Lynx research important for ‘big picture’ decisions

| February 16, 2020 2:00 AM

An incredible amount of work has gone into studying the threatened Canada lynx, a rare and snow-dependent cat whose southernmost habitat stretches into Montana in an area called the Southwestern Crown of the Continent, a vast region that forms the southern boundary of the Bob Marshall Wilderness Complex and includes areas and communities within the Blackfoot, Clearwater and Swan River valleys.

Monitoring efforts formerly launched 22 years ago, and more recently a collaborative team of researchers supported and funded by the U.S. Forest Service, Swan Valley Connections, Rocky Mountain Research Station, the Nature Conservancy and others spent four years, from 2012 to 2016, tracking and monitoring lynx, wolverines and fishers to establish baseline data so changes over time can be tracked.

This baseline report was a jumping-off point for future projects when researchers again study these populations for fluctuations in numbers, adopted ranges, and more. This report is just one of multiple researchers have compiled, and will soon be followed by another as researchers wrap up their final year of monitoring how lynx and other rare carnivores move across landscapes that have been ravaged by wildfires.

The obvious question for the public is why pour resources into tracking such an elusive animal? Wildlife biologists have counted only 40 or so lynx in this vast region of Montana. Most of us will never see a lynx in the wild, so why does the lynx matter?

Inter Lake reporter Kianna Gardner has explored the goals of all of this research in a two-part series that wraps up in today’s edition.
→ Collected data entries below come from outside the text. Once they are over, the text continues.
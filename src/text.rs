/// Truncate to `max_chars` characters, marking the cut with "...".
pub fn truncate_chars(s: &str, max_chars: usize) -> String {
    if s.chars().count() <= max_chars {
        s.to_string()
    } else {
        let head: String = s.chars().take(max_chars.saturating_sub(3)).collect();
        format!("{}...", head.trim_end())
    }
}

/// Keep at most `max_words` whitespace-separated words.
pub fn limit_words(text: &str, max_words: usize) -> String {
    let words: Vec<&str> = text.split_whitespace().collect();
    if words.len() <= max_words {
        return words.join(" ");
    }
    let kept = words[..max_words].join(" ");
    format!(
        "{}...",
        kept.trim_end_matches(|c: char| c == ',' || c == ';' || c == ':')
    )
}

pub fn word_count(text: &str) -> usize {
    text.split_whitespace().count()
}

/// Collapse runs of whitespace (including newlines) into single spaces.
pub fn collapse_whitespace(text: &str) -> String {
    text.split_whitespace().collect::<Vec<_>>().join(" ")
}

/// "a", "a and b", "a, b and c"
pub fn join_natural(items: &[String]) -> String {
    match items {
        [] => String::new(),
        [one] => one.clone(),
        [init @ .., last] => format!("{} and {}", init.join(", "), last),
    }
}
The “big picture,” so to speak, is that researchers believe they can draw connections between wildfires and other points of study and future forest management activities such as logging, which can sometimes leave lands as barren as wildfires, Gardner’s report notes. Researchers hope the results of this new project that is coming to an end will inform forest management decisions in prime lynx habitat.

It makes sense that understanding how animals such as lynx survive on lands that have been burned or logged plays into the ultimate goals of land stewardship and conservation. Having this kind of comprehensive data will be crucial when it comes time to making decisions that impact lynx, whether it involves future logging operations or prescribed burns, or even the ultimate decision to remove the lynx from the Endangered Species List. In 2018 the U.S. Fish and Wildlife Service and the Trump administration recommended removing federal protection for lynx.

We agree with these wildlife researchers, who have pointed out that any decisions affecting the fate of these rare carnivores should be one based on science, not politics.